The Supreme Court started with a reference to three previous judgements (1, 2 and 3) and stated first and foremost:
“the principle must be that attribution of the appearance of the granting of the power of attorney to the party being represented is also possible if the other party has justifiably relied on a power of attorney having been granted to an, in reality, unauthorised intermediary on the basis of facts and circumstances that are at the risk of the party represented without authorisation and from which, according to public opinion, such appearance of representative authority can be derived.”
This risk principle does not stretch so far that this also applies in cases where the expectation raised towards the other party is exclusively based on statements or behaviour of the unauthorised person. It follows from the ING/Bera judgement that in its judgement the court must also establish facts or circumstances which relate to the party represented without authorisation and which justify that such party, in the relationship with the other party, carries the risk of the unauthorised representation.
In the view of the Supreme Court, the Court of Appeal had in this case applied aforesaid rules correctly. After all the Court of Appeal, in its opinion that even if no power of attorney had been granted, A was nevertheless bound by the purchase agreement entered into by the Lawyer, had not solely based itself on facts and circumstances which took place between the Lawyer, B and the Civil-law Notary engaged by him. The Court of Appeal also based this view on accompanying facts and circumstances related to A which justify that A, in his relationship with B, bears the risk of the unauthorised representation.

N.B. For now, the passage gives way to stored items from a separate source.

use crate::error::Result;
use crate::formula;
use crate::options::BuildOptions;
use colored::Colorize;

pub fn options(selected: &BuildOptions) -> Result<()> {
    println!("{}", format!("==> {}", formula::NAME).bold().green());
    println!();

    for def in formula::OPTIONS {
        let flag = format!("--{}", def.name);
        if selected.is_set(def.name) {
            println!("{} {}", flag.cyan(), "(set)".green());
        } else {
            println!("{}", flag.cyan());
        }
        println!("\t{}", def.help);
    }

    Ok(())
}
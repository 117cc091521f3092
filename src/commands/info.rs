use crate::error::Result;
use crate::options::BuildOptions;
use crate::source::resolve_source;
use crate::{formula, plan};
use colored::Colorize;

pub fn info(options: &BuildOptions) -> Result<()> {
    let spec = resolve_source(options);
    let install = plan::build_install_plan(options);

    println!("{}", format!("==> {}", formula::NAME).bold().green());
    println!("{}", formula::DESC);
    println!("{}: {}", "Homepage".bold(), formula::HOMEPAGE);
    println!("{}: {}", "Version".bold(), spec.version);
    println!(
        "{}: {} ({})",
        "Source".bold(),
        spec.repository,
        spec.reference.to_string().dimmed()
    );
    println!(
        "{}: {} files, completions {}",
        "Install".bold(),
        install.len(),
        if options.completions { "on" } else { "off" }
    );
    println!();

    println!("{}", "Options:".bold());
    for def in formula::OPTIONS {
        let marker = if options.is_set(def.name) { "*" } else { " " };
        println!(
            "  {} {}  {}",
            marker,
            format!("--{}", def.name).cyan(),
            def.help.dimmed()
        );
    }

    let used = options.used_options();
    if !used.is_empty() {
        println!();
        println!("{}: {}", "In effect".bold(), used.join(" "));
    }

    Ok(())
}
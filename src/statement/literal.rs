//! Decoder for the tuple literals that make up balance-statement lines.
//!
//! A line looks like
//!
//! ```text
//! ('deposit','tx1','2023-01-01',100.0,100.0,None,None,'PHP',0,...)
//! ```
//!
//! The accepted grammar is a flat sequence of scalars inside `(...)` or
//! `[...]`, with an optional trailing comma:
//!
//! - strings in single or double quotes, optionally prefixed `u`, `b` or `r`,
//!   with the escapes `\\ \' \" \n \r \t \0 \xNN \uNNNN \UNNNNNNNN`
//! - numbers: integer, decimal or exponent form
//! - `Decimal('...')`
//! - `None` / `null`, `True` / `true`, `False` / `false`
//!
//! Nothing is ever evaluated; anything outside the grammar is an error.

use std::fmt;
use std::iter::Peekable;
use std::str::{CharIndices, FromStr};

use rust_decimal::Decimal;
use serde::{Serialize, Serializer};
use thiserror::Error;

/// Largest decimal exponent representable by [`Decimal`].
const MAX_EXPONENT: u32 = 28;

/// One scalar of a statement line.
#[derive(Debug, Clone, PartialEq, Eq, Hash)]
pub enum StatementValue {
    /// `None` or `null`.
    Null,
    /// `True`/`true` or `False`/`false`.
    Bool(bool),
    /// Numbers compare by value: `100` equals `100.0`.
    Number(Decimal),
    /// A string, with escapes resolved.
    Text(String),
}

impl StatementValue {
    /// Whether the value is `None`/`null`.
    pub fn is_null(&self) -> bool {
        matches!(self, StatementValue::Null)
    }

    /// The string, if this is text.
    pub fn as_str(&self) -> Option<&str> {
        match self {
            StatementValue::Text(s) => Some(s),
            _ => None,
        }
    }

    /// The number, if this is numeric.
    pub fn as_decimal(&self) -> Option<Decimal> {
        match self {
            StatementValue::Number(n) => Some(*n),
            _ => None,
        }
    }

    /// The boolean, if this is one.
    pub fn as_bool(&self) -> Option<bool> {
        match self {
            StatementValue::Bool(b) => Some(*b),
            _ => None,
        }
    }
}

impl fmt::Display for StatementValue {
    fn fmt(&self, f: &mut fmt::Formatter<'_>) -> fmt::Result {
        match self {
            StatementValue::Null => write!(f, "null"),
            StatementValue::Bool(b) => write!(f, "{b}"),
            StatementValue::Number(n) => write!(f, "{n}"),
            StatementValue::Text(s) => write!(f, "{s}"),
        }
    }
}

impl Serialize for StatementValue {
    fn serialize<S: Serializer>(&self, serializer: S) -> Result<S::Ok, S::Error> {
        match self {
            StatementValue::Null => serializer.serialize_none(),
            StatementValue::Bool(b) => serializer.serialize_bool(*b),
            StatementValue::Number(n) => Serialize::serialize(n, serializer),
            StatementValue::Text(s) => serializer.serialize_str(s),
        }
    }
}

impl From<&str> for StatementValue {
    fn from(value: &str) -> Self {
        StatementValue::Text(value.to_string())
    }
}

impl From<String> for StatementValue {
    fn from(value: String) -> Self {
        StatementValue::Text(value)
    }
}

impl From<Decimal> for StatementValue {
    fn from(value: Decimal) -> Self {
        StatementValue::Number(value)
    }
}

impl From<i64> for StatementValue {
    fn from(value: i64) -> Self {
        StatementValue::Number(Decimal::from(value))
    }
}

impl From<bool> for StatementValue {
    fn from(value: bool) -> Self {
        StatementValue::Bool(value)
    }
}

impl<T: Into<StatementValue>> From<Option<T>> for StatementValue {
    fn from(value: Option<T>) -> Self {
        value.map_or(StatementValue::Null, Into::into)
    }
}

/// A line that is not a valid tuple literal.
#[derive(Error, Debug, Clone, PartialEq, Eq)]
#[error("{message} at column {column}")]
pub struct LiteralError {
    /// Byte offset into the line.
    pub column: usize,
    pub message: String,
}

/// Decode a tuple literal into its values.
pub fn parse_tuple(input: &str) -> Result<Vec<StatementValue>, LiteralError> {
    Parser::new(input).tuple()
}

struct Parser<'a> {
    input: &'a str,
    chars: Peekable<CharIndices<'a>>,
}

impl<'a> Parser<'a> {
    fn new(input: &'a str) -> Self {
        Self {
            input,
            chars: input.char_indices().peekable(),
        }
    }

    fn column(&mut self) -> usize {
        self.chars.peek().map_or(self.input.len(), |(i, _)| *i)
    }

    fn error<T>(&mut self, message: impl Into<String>) -> Result<T, LiteralError> {
        Err(LiteralError {
            column: self.column(),
            message: message.into(),
        })
    }

    fn peek(&mut self) -> Option<char> {
        self.chars.peek().map(|(_, c)| *c)
    }

    fn bump(&mut self) -> Option<char> {
        self.chars.next().map(|(_, c)| c)
    }

    fn skip_whitespace(&mut self) {
        while self.peek().is_some_and(char::is_whitespace) {
            self.bump();
        }
    }

    fn expect(&mut self, expected: char) -> Result<(), LiteralError> {
        self.skip_whitespace();
        match self.peek() {
            Some(c) if c == expected => {
                self.bump();
                Ok(())
            }
            Some(c) => self.error(format!("expected '{expected}', found '{c}'")),
            None => self.error(format!("expected '{expected}', found end of line")),
        }
    }

    fn tuple(mut self) -> Result<Vec<StatementValue>, LiteralError> {
        self.skip_whitespace();
        let close = match self.peek() {
            Some('(') => ')',
            Some('[') => ']',
            _ => return self.error("expected '(' or '['"),
        };
        self.bump();

        let mut values = Vec::new();
        loop {
            self.skip_whitespace();
            if self.peek() == Some(close) {
                self.bump();
                break;
            }
            values.push(self.value()?);
            self.skip_whitespace();
            match self.peek() {
                Some(',') => {
                    self.bump();
                }
                Some(c) if c == close => {
                    self.bump();
                    break;
                }
                Some(c) => return self.error(format!("unexpected '{c}'")),
                None => return self.error("unterminated tuple"),
            }
        }

        self.skip_whitespace();
        if self.peek().is_some() {
            return self.error("trailing characters after tuple");
        }
        Ok(values)
    }

    fn value(&mut self) -> Result<StatementValue, LiteralError> {
        match self.peek() {
            Some(quote @ ('\'' | '"')) => {
                self.bump();
                self.string(quote, false).map(StatementValue::Text)
            }
            Some(c) if c.is_ascii_digit() || matches!(c, '-' | '+' | '.') => {
                self.number().map(StatementValue::Number)
            }
            Some(c) if c.is_alphabetic() || c == '_' => self.word(),
            Some(c) => self.error(format!("unexpected '{c}'")),
            None => self.error("expected a value, found end of line"),
        }
    }

    /// Keywords, string prefixes and `Decimal('...')`.
    fn word(&mut self) -> Result<StatementValue, LiteralError> {
        let start = self.column();
        while self.peek().is_some_and(|c| c.is_alphanumeric() || c == '_') {
            self.bump();
        }
        let end = self.column();
        let input = self.input;
        let word = &input[start..end];

        if let Some(quote @ ('\'' | '"')) = self.peek() {
            let prefix = word.to_ascii_lowercase();
            if matches!(prefix.as_str(), "u" | "b" | "r" | "ur" | "br" | "rb") {
                self.bump();
                let raw = prefix.contains('r');
                return self.string(quote, raw).map(StatementValue::Text);
            }
        }

        match word {
            "None" | "null" => Ok(StatementValue::Null),
            "True" | "true" => Ok(StatementValue::Bool(true)),
            "False" | "false" => Ok(StatementValue::Bool(false)),
            "Decimal" => {
                self.expect('(')?;
                self.skip_whitespace();
                let text = match self.peek() {
                    Some(quote @ ('\'' | '"')) => {
                        self.bump();
                        self.string(quote, false)?
                    }
                    _ => return self.error("expected a quoted number inside Decimal(...)"),
                };
                let value = match parse_number(text.trim()) {
                    Some(value) => value,
                    None => return self.error(format!("invalid number {text:?}")),
                };
                self.expect(')')?;
                Ok(StatementValue::Number(value))
            }
            other => Err(LiteralError {
                column: start,
                message: format!("unknown identifier `{other}`"),
            }),
        }
    }

    fn number(&mut self) -> Result<Decimal, LiteralError> {
        let start = self.column();
        while self
            .peek()
            .is_some_and(|c| c.is_ascii_digit() || matches!(c, '.' | 'e' | 'E' | '+' | '-'))
        {
            self.bump();
        }
        let end = self.column();
        let input = self.input;
        let text = &input[start..end];
        parse_number(text).ok_or_else(|| LiteralError {
            column: start,
            message: format!("invalid number `{text}`"),
        })
    }

    fn string(&mut self, quote: char, raw: bool) -> Result<String, LiteralError> {
        let mut out = String::new();
        loop {
            match self.bump() {
                None => return self.error("unterminated string"),
                Some(c) if c == quote => return Ok(out),
                Some('\\') if raw => {
                    out.push('\\');
                    if let Some(next) = self.bump() {
                        out.push(next);
                    }
                }
                Some('\\') => self.escape(&mut out)?,
                Some(c) => out.push(c),
            }
        }
    }

    fn escape(&mut self, out: &mut String) -> Result<(), LiteralError> {
        match self.bump() {
            Some('\\') => out.push('\\'),
            Some('\'') => out.push('\''),
            Some('"') => out.push('"'),
            Some('n') => out.push('\n'),
            Some('r') => out.push('\r'),
            Some('t') => out.push('\t'),
            Some('0') => out.push('\0'),
            Some('x') => out.push(self.hex_char(2)?),
            Some('u') => out.push(self.hex_char(4)?),
            Some('U') => out.push(self.hex_char(8)?),
            // Unknown escapes are kept verbatim.
            Some(other) => {
                out.push('\\');
                out.push(other);
            }
            None => return self.error("unterminated string"),
        }
        Ok(())
    }

    fn hex_char(&mut self, digits: usize) -> Result<char, LiteralError> {
        let mut code = 0u32;
        for _ in 0..digits {
            match self.peek().and_then(|c| c.to_digit(16)) {
                Some(d) => {
                    self.bump();
                    code = code * 16 + d;
                }
                None => return self.error("invalid hex escape"),
            }
        }
        match char::from_u32(code) {
            Some(c) => Ok(c),
            None => self.error(format!("invalid code point {code:#x}")),
        }
    }
}

/// Parse `123`, `-1.50`, `2.5e-3`, `1E+05` into an exact decimal.
fn parse_number(text: &str) -> Option<Decimal> {
    let (mantissa, exponent) = match text.find(['e', 'E']) {
        Some(i) => (&text[..i], text[i + 1..].parse::<i32>().ok()?),
        None => (text, 0),
    };
    let mantissa = mantissa.strip_prefix('+').unwrap_or(mantissa);
    let mut value = Decimal::from_str(mantissa).ok()?;

    if exponent.unsigned_abs() > MAX_EXPONENT {
        return None;
    }
    for _ in 0..exponent.unsigned_abs() {
        value = if exponent > 0 {
            value.checked_mul(Decimal::TEN)?
        } else {
            value.checked_div(Decimal::TEN)?
        };
    }
    Some(value)
}

#[cfg(test)]
mod tests {
    use super::*;

    #[test]
    fn test_parse_mixed_scalars() {
        let values = parse_tuple("('deposit', \"tx1\", 100.0, -2, None, null, True, false)").unwrap();
        assert_eq!(
            values,
            vec![
                StatementValue::from("deposit"),
                StatementValue::from("tx1"),
                StatementValue::Number(Decimal::from(100)),
                StatementValue::from(-2i64),
                StatementValue::Null,
                StatementValue::Null,
                StatementValue::Bool(true),
                StatementValue::Bool(false),
            ]
        );
    }

    #[test]
    fn test_numbers_compare_by_value() {
        let values = parse_tuple("(100, 100.0, 1e2, 2.5E-3)").unwrap();
        assert_eq!(values[0], values[1]);
        assert_eq!(values[1], values[2]);
        assert_eq!(values[3].as_decimal(), Some(Decimal::new(25, 4)));
    }

    #[test]
    fn test_string_escapes_and_prefixes() {
        let values = parse_tuple(r#"('it\'s', u'caf\xe9', "a\"b", r'c:\n', 'tab\there', '\u20b1')"#)
            .unwrap();
        assert_eq!(values[0].as_str(), Some("it's"));
        assert_eq!(values[1].as_str(), Some("café"));
        assert_eq!(values[2].as_str(), Some("a\"b"));
        assert_eq!(values[3].as_str(), Some("c:\\n"));
        assert_eq!(values[4].as_str(), Some("tab\there"));
        assert_eq!(values[5].as_str(), Some("₱"));
    }

    #[test]
    fn test_commas_inside_strings_do_not_split() {
        let values = parse_tuple("('a, b', 'c)')").unwrap();
        assert_eq!(values.len(), 2);
        assert_eq!(values[0].as_str(), Some("a, b"));
        assert_eq!(values[1].as_str(), Some("c)"));
    }

    #[test]
    fn test_decimal_constructor_and_brackets() {
        let values = parse_tuple("[Decimal('0.00012'), 'x',]").unwrap();
        assert_eq!(values[0].as_decimal(), Some(Decimal::new(12, 5)));
        assert_eq!(values.len(), 2);
    }

    #[test]
    fn test_empty_tuple() {
        assert!(parse_tuple("()").unwrap().is_empty());
    }

    #[test]
    fn test_rejects_code() {
        let err = parse_tuple("(__import__('os').system('true'),)").unwrap_err();
        assert!(err.message.contains("unknown identifier"));
        assert_eq!(err.column, 1);
    }

    #[test]
    fn test_rejects_malformed_input() {
        assert!(parse_tuple("'a', 'b'").is_err());
        assert!(parse_tuple("('a' 'b')").is_err());
        assert!(parse_tuple("('unterminated)").is_err());
        assert!(parse_tuple("('a',) extra").is_err());
        assert!(parse_tuple("(1.2.3,)").is_err());
        assert!(parse_tuple("(1e999,)").is_err());
        assert!(parse_tuple("(").is_err());
    }

    #[test]
    fn test_value_serializes_to_json() {
        let json = serde_json::to_value(vec![
            StatementValue::Null,
            StatementValue::from("PHP"),
            StatementValue::Bool(true),
            StatementValue::Number(Decimal::new(-2525, 2)),
        ])
        .unwrap();
        assert_eq!(json, serde_json::json!([null, "PHP", true, "-25.25"]));
    }
}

In this context, the circumstance that the Lawyer had all the relevant documents for the sale and transfer of the property portfolio available to him, is particularly important. A asserted that those were still in the Lawyer’s possession due to his involvement in proceedings relating to the property portfolio previously conducted by him for A. Even if this is accepted, this does not detract from the fact that this concerns a circumstance which relates to A and could have contributed to the expectation created with B. The defence put forward by A implies after all that the Lawyer had received the relevant documents – being for a different purpose – from him. This circumstance could therefore be taken into consideration in the assessment of the Court of Appeal that A, in his relationship with B, bears the risk of the unauthorised representation.
The Court of Appeal also included in its assessment that B knew that the Lawyer is a lawyer and that he had previously assisted A in proceedings relating to the property portfolio. The Court of Appeal also pointed out that during the personal hearing relating to the relevant contact between the Lawyer and B, the Lawyer declared that “B knew that he acted for A as lawyer”. Partly because it was established that A had agreed that the Lawyer would look for a potential buyer for the property portfolio in his own network, these circumstances can also contribute to the view of the Court of Appeal that the appearance created by the Lawyer must be attributed to A.
In this new judgement, the Supreme Court continues a previously taken direction. By attributing the appearance of the power of attorney to the represented party, the court can base the justified expectation of the other party on facts and circumstances which are at the risk of the party represented without authorisation. The expectation created towards the other party cannot solely be based on statements or the behaviour of the person acting without authorisation. The court must in its judgement also establish facts or circumstances which relate to the party which is represented without authorisation and which justify that such party, in the relationship with the other party, carries the risk of the unauthorised representation.